* [WORK INSTRUCTIONS]:
Exact copies of all the records are to be output.

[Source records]
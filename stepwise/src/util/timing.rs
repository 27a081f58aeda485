//! Wall-clock measurement helpers.
//!
//! Step and total timings are part of the selection results, so this is a
//! flat stopwatch rather than a scope hierarchy; the [`timed!`] macro covers
//! the cases where a duration is only wanted in the logs.

use std::time::Instant;

/// A running wall-clock stopwatch reporting milliseconds.
#[derive(Clone, Copy, Debug)]
pub struct Stopwatch {
    start: Instant,
}

impl Stopwatch {
    pub fn start() -> Self {
        Self {
            start: Instant::now(),
        }
    }

    pub fn elapsed_ms(&self) -> f64 {
        self.start.elapsed().as_secs_f64() * 1e3
    }
}

/// Evaluates an expression and logs its duration at `Debug` level.
#[macro_export]
macro_rules! timed {
    ($ctx:expr, $exp:expr) => {{
        let watch = $crate::util::timing::Stopwatch::start();
        let res = $exp;
        log::debug!("{} took {:.2} ms", $ctx, watch.elapsed_ms());
        res
    }};
}
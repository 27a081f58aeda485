//! Enhanced stepwise feature selection for regression problems.
//!
//! Given a matrix of candidate predictors and a numeric target, the engine
//! greedily builds nested subsets of features whose cross-validated
//! predictive power is highest, attaching per-step significance estimates
//! via Monte-Carlo permutation testing. The search keeps a beam of the
//! top-K partial feature sets, grows them one feature at a time, and stops
//! on improvement exhaustion or caller limits.
//!
//! [`engine::EnhancedStepwise`] is the entry point; models plug in through
//! [`model::RegressionModel`].

pub use stepwise_linalg as linalg;

pub mod config;
pub mod engine;
pub mod model;
pub mod reader;
pub mod selection;
pub mod util;
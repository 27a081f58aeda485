//! Adaptive dense least-squares solvers.
//!
//! Three strategies are available, ordered by cost: Cholesky on the normal
//! equations, Householder QR, and thin SVD. [`least_squares`] picks among
//! them per system: normal equations only for small, strongly overdetermined,
//! well-conditioned problems; QR when the conditioning check fails in that
//! regime; SVD for everything else.

use anyhow::{anyhow, bail, Result};
use nalgebra::{Cholesky, DMatrix, DVector, SVD};

/// Normal-equation path is only considered up to this many terms.
const MAX_NORMAL_EQUATION_TERMS: usize = 50;
/// Rough conditioning gate: max/min diagonal ratio of `A'A`.
const MAX_DIAGONAL_RATIO: f64 = 1e6;
/// Singular values below this are treated as zero by the SVD solve.
const SVD_EPSILON: f64 = 1e-12;

/// Solves `min ||A b - y||` choosing the cheapest solver the system allows.
pub fn least_squares(a: &DMatrix<f64>, b: &DVector<f64>) -> Result<DVector<f64>> {
    let (n_rows, n_cols) = a.shape();
    if n_rows == 0 || n_cols == 0 {
        bail!("empty design matrix ({n_rows} x {n_cols})");
    }
    if n_cols <= MAX_NORMAL_EQUATION_TERMS && n_rows >= 2 * n_cols {
        let ata = a.tr_mul(a);
        if let Some(solution) = try_normal_equations(&ata, a, b) {
            return Ok(solution);
        }
        return householder_qr(a, b);
    }
    thin_svd(a, b)
}

fn try_normal_equations(
    ata: &DMatrix<f64>,
    a: &DMatrix<f64>,
    b: &DVector<f64>,
) -> Option<DVector<f64>> {
    let cholesky = Cholesky::new(ata.clone())?;
    let diagonal = ata.diagonal();
    let max = diagonal.max();
    let min = diagonal.min();
    if min <= 0.0 || max / min >= MAX_DIAGONAL_RATIO {
        return None;
    }
    Some(cholesky.solve(&a.tr_mul(b)))
}

/// Least squares via Cholesky of `A'A`. Fails when the factorization does.
pub fn normal_equations(a: &DMatrix<f64>, b: &DVector<f64>) -> Result<DVector<f64>> {
    let ata = a.tr_mul(a);
    let cholesky =
        Cholesky::new(ata).ok_or_else(|| anyhow!("Cholesky factorization of A'A failed"))?;
    Ok(cholesky.solve(&a.tr_mul(b)))
}

/// Least squares via Householder QR. Requires `n_rows >= n_cols`.
pub fn householder_qr(a: &DMatrix<f64>, b: &DVector<f64>) -> Result<DVector<f64>> {
    let qr = a.clone().qr();
    let qtb = qr.q().transpose() * b;
    qr.r()
        .solve_upper_triangular(&qtb)
        .ok_or_else(|| anyhow!("QR back-substitution failed (singular R)"))
}

/// Least squares via thin SVD; the most robust path.
pub fn thin_svd(a: &DMatrix<f64>, b: &DVector<f64>) -> Result<DVector<f64>> {
    let svd = SVD::new(a.clone(), true, true);
    svd.solve(b, SVD_EPSILON)
        .map_err(|err| anyhow!("SVD solve failed: {err}"))
}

* [OUTPUT FOR THIS EXERCISE]:
filename stepwise/src/util/timing.rs
repository 27a081f58aeda485
//! Wall-clock measurement helpers.
//!
//! Step and total timings are part of the selection results, so this is a
//! flat stopwatch rather than a scope hierarchy; the [`timed!`] macro covers
//! the cases where a duration is only wanted in the logs.

use std::time::Instant;

/// A running wall-clock stopwatch reporting milliseconds.
#[derive(Clone, Copy, Debug)]
pub struct Stopwatch {
    start: Instant,
}

impl Stopwatch {
    pub fn start() -> Self {
        Self {
            start: Instant::now(),
        }
    }

    pub fn elapsed_ms(&self) -> f64 {
        self.start.elapsed().as_secs_f64() * 1e3
    }
}

/// Evaluates an expression and logs its duration at `Debug` level.
#[macro_export]
macro_rules! timed {
    ($ctx:expr, $exp:expr) => {{
        let watch = $crate::util::timing::Stopwatch::start();
        let res = $exp;
        log::debug!("{} took {:.2} ms", $ctx, watch.elapsed_ms());
        res
    }};
}
repository 27a081f58aeda485
//! Enhanced stepwise feature selection for regression problems.
//!
//! Given a matrix of candidate predictors and a numeric target, the engine
//! greedily builds nested subsets of features whose cross-validated
//! predictive power is highest, attaching per-step significance estimates
//! via Monte-Carlo permutation testing. The search keeps a beam of the
//! top-K partial feature sets, grows them one feature at a time, and stops
//! on improvement exhaustion or caller limits.
//!
//! [`engine::EnhancedStepwise`] is the entry point; models plug in through
//! [`model::RegressionModel`].

pub use stepwise_linalg as linalg;

pub mod config;
pub mod engine;
pub mod model;
pub mod reader;
pub mod selection;
pub mod util;
repository 27a081f58aeda485
//! Adaptive dense least-squares solvers.
//!
//! Three strategies are available, ordered by cost: Cholesky on the normal
//! equations, Householder QR, and thin SVD. [`least_squares`] picks among
//! them per system: normal equations only for small, strongly overdetermined,
//! well-conditioned problems; QR when the conditioning check fails in that
//! regime; SVD for everything else.

use anyhow::{anyhow, bail, Result};
use nalgebra::{Cholesky, DMatrix, DVector, SVD};

/// Normal-equation path is only considered up to this many terms.
const MAX_NORMAL_EQUATION_TERMS: usize = 50;
/// Rough conditioning gate: max/min diagonal ratio of `A'A`.
const MAX_DIAGONAL_RATIO: f64 = 1e6;
/// Singular values below this are treated as zero by the SVD solve.
const SVD_EPSILON: f64 = 1e-12;

/// Solves `min ||A b - y||` choosing the cheapest solver the system allows.
pub fn least_squares(a: &DMatrix<f64>, b: &DVector<f64>) -> Result<DVector<f64>> {
    let (n_rows, n_cols) = a.shape();
    if n_rows == 0 || n_cols == 0 {
        bail!("empty design matrix ({n_rows} x {n_cols})");
    }
    if n_cols <= MAX_NORMAL_EQUATION_TERMS && n_rows >= 2 * n_cols {
        let ata = a.tr_mul(a);
        if let Some(solution) = try_normal_equations(&ata, a, b) {
            return Ok(solution);
        }
        return householder_qr(a, b);
    }
    thin_svd(a, b)
}

fn try_normal_equations(
    ata: &DMatrix<f64>,
    a: &DMatrix<f64>,
    b: &DVector<f64>,
) -> Option<DVector<f64>> {
    let cholesky = Cholesky::new(ata.clone())?;
    let diagonal = ata.diagonal();
    let max = diagonal.max();
    let min = diagonal.min();
    if min <= 0.0 || max / min >= MAX_DIAGONAL_RATIO {
        return None;
    }
    Some(cholesky.solve(&a.tr_mul(b)))
}

/// Least squares via Cholesky of `A'A`. Fails when the factorization does.
pub fn normal_equations(a: &DMatrix<f64>, b: &DVector<f64>) -> Result<DVector<f64>> {
    let ata = a.tr_mul(a);
    let cholesky =
        Cholesky::new(ata).ok_or_else(|| anyhow!("Cholesky factorization of A'A failed"))?;
    Ok(cholesky.solve(&a.tr_mul(b)))
}

/// Least squares via Householder QR. Requires `n_rows >= n_cols`.
pub fn householder_qr(a: &DMatrix<f64>, b: &DVector<f64>) -> Result<DVector<f64>> {
    let qr = a.clone().qr();
    let qtb = qr.q().transpose() * b;
    qr.r()
        .solve_upper_triangular(&qtb)
        .ok_or_else(|| anyhow!("QR back-substitution failed (singular R)"))
}

/// Least squares via thin SVD; the most robust path.
pub fn thin_svd(a: &DMatrix<f64>, b: &DVector<f64>) -> Result<DVector<f64>> {
    let svd = SVD::new(a.clone(), true, true);
    svd.solve(b, SVD_EPSILON)
        .map_err(|err| anyhow!("SVD solve failed: {err}"))
}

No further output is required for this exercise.